Yankee Magazine's July/August Issue Names the "25 Best Beach Towns"
DUBLIN, New Hampshire (June 20, 2012)— Yankee Magazine’s July/August 2012 issue, on newsstands June 26, embraces summer—the season when we flock to the beach and spend as much time as possible outside. From the “25 Best Beach Towns,” to “The Incredible, Edible Garden,” and “The Man Who Watches Bears” to “The Hardest Working Dog in New England,” and everything in between, this issue explores the wonders of the outdoors and nature in the summertime.
“In the feature travel story, we name the 25 best beach towns in New England. We asked which beachfront communities offer the quintessential summer joys of unfurling a blanket on sand, listening to the waves and jumping them—and then, sun-kissed and eager for sundown, strolling the streets, and poking into shops,” says Yankee‘s editor Mel Allen. “Which places give you the wonderful experience of a blissful summer day stretching slowly into the next, and the next? We’ve ranked towns according to 14 criteria, ranging from the availability of essential ‘beach food’ (like ice cream and fried clams) to how close the beach is to town to the accessibility of lodging for all budgets.”
Inside Yankee‘s July/August Issue
“A Table for a Lifetime”— by Ian Aldrich (page 76): In a weekend workshop led by master furniture maker Charles Shackleton, families turn native Vermont wood into handcrafted pieces for their home.
“Short Time, Long Love”— by Carl Casselman (page 82): When two abandoned dogs came with the house, these new homeowners found the loves of their lives.
“The Last Trap Fisherman of Rhode Island”— photographs by Markham Starr, text by Mel Allen (page 86): Once hundreds of trap-fishing companies plied the Rhode Island Coast, but today only four remain. Markham Starr has captured images that document the working lives of trap fishermen.
“The Big Question”— interviewed by Ian Aldrich (page 96): Champion swimmer Jenny Thompson, M.D., is discovering that a life in medicine may be even more challenging—and rewarding—than winning 12 Olympic medals.
“The Uninvited”— by Ben Hewitt (page 98): Invasive plants are a complex issue, and there are no easy answers when it comes to dealing with them.
“War of the Roses”— by Howard Mansfield (page 104): A New Hampshire writer battles an unwanted backyard bush “with the strongest will to live ever seen.”
In the Travel section’s “25 Best Beach Towns,”Yankee combed the sands from Long Island Sound to the Gulf of Maine to rank the best communities on their Oceanside charms: beach and surf, lodging and snacking, rainy-day fun, kid stuff, accessibility, and more (page 36).

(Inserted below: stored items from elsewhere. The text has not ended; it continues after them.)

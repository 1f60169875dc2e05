//! Contour store abstraction.
//!
//! The store is the only mutable boundary of the index. It holds two tables:
//!
//! ```text
//! contour rows : (entity_id, cell) -> position
//! prefix rows  : prefix -> {(entity_id, cell)}
//! ```
//!
//! Prefix rows reference the owning contour row, so two parcels sharing a
//! boundary cell each own their own prefix rows for it. Every call is atomic
//! on its own; callers that need read-modify-write consistency (the indexer)
//! serialize per entity themselves.

use crate::entity::EntityId;
use crate::error::Result;
use crate::geohash::Geohash;
use async_trait::async_trait;
use serde::{Deserialize, Serialize};
use std::fmt::Debug;

/// One stored boundary vertex of a parcel.
#[derive(Debug, Clone, PartialEq, Eq, Serialize, Deserialize)]
pub struct ContourCell {
    pub cell: Geohash,
    pub position: u32,
}

impl ContourCell {
    pub fn new(cell: Geohash, position: u32) -> Self {
        Self { cell, position }
    }
}

/// Keyed storage for contour rows and their prefix index.
#[async_trait]
pub trait ContourStore: Debug + Send + Sync {
    /// Rows for `entity_id` ordered by position. Unknown entities yield an
    /// empty vector.
    async fn get(&self, entity_id: &EntityId) -> Result<Vec<ContourCell>>;

    /// Insert a contour row, or update the position of an existing one.
    async fn upsert(&self, entity_id: &EntityId, cell: &Geohash, position: u32) -> Result<()>;

    /// Remove a contour row together with every prefix row referencing it.
    async fn delete(&self, entity_id: &EntityId, cell: &Geohash) -> Result<()>;

    /// Record prefix rows pointing at `(entity_id, cell)`.
    ///
    /// Inserting a row that already exists must not create a duplicate.
    async fn insert_prefixes(
        &self,
        entity_id: &EntityId,
        cell: &Geohash,
        prefixes: &[&str],
    ) -> Result<()>;

    /// Distinct entities owning a cell equal to `prefix` or having a prefix
    /// row equal to it. Invalid prefixes match nothing.
    async fn find_by_prefix(&self, prefix: &str) -> Result<Vec<EntityId>>;

    /// Remove every contour and prefix row of `entity_id`.
    async fn clear(&self, entity_id: &EntityId) -> Result<()>;

    /// Number of entities with at least one contour row.
    async fn entity_count(&self) -> Result<usize>;
}
//! Spatial index configuration types.

use serde::{Deserialize, Serialize};

/// Configuration for the spatial query engine.
#[derive(Debug, Clone, Serialize, Deserialize)]
pub struct QueryConfig {
    /// Shortest prefix of a query point looked up in the prefix index.
    ///
    /// Lower values find parcels whose vertices lie further from the point,
    /// at the cost of a larger candidate set for the exact test.
    /// Default: 1
    pub min_prefix_len: usize,
}

impl Default for QueryConfig {
    fn default() -> Self {
        Self { min_prefix_len: 1 }
    }
}

impl QueryConfig {
    /// Set the minimum lookup prefix length (clamped to at least 1).
    pub fn with_min_prefix_len(mut self, len: usize) -> Self {
        self.min_prefix_len = len.max(1);
        self
    }
}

In Food, Sterling College chef Anne Obelnicki leads one of the country’s most innovative farm-to-table educational programs, creating not just delicious meals for faculty and students but a small-scale food economy that helps support local farmers (page 64). In “Best Cook in Town,”Mary Blenk of Cumberland, Maine, shares her tips to win cooking contests and her recipe for blueberry pie (page 72). Plus, chef Jason Bond forages for wild beach plums then turns them into Beach-Plum Jam for this issue’s “Homegrown”column (page 74).
In the Home section’s “The Incredible, Edible Garden,”Tovah Martin writes about a garden oasis in the Berkshires, a smorgasbord of food and flowers, from asparagus to zinnias (page 54). In “New England’s Finest,”contributing editor Christie Matheson features Nantucket- and Martha’s Vineyard-inspired fine arts and home goods (page 60).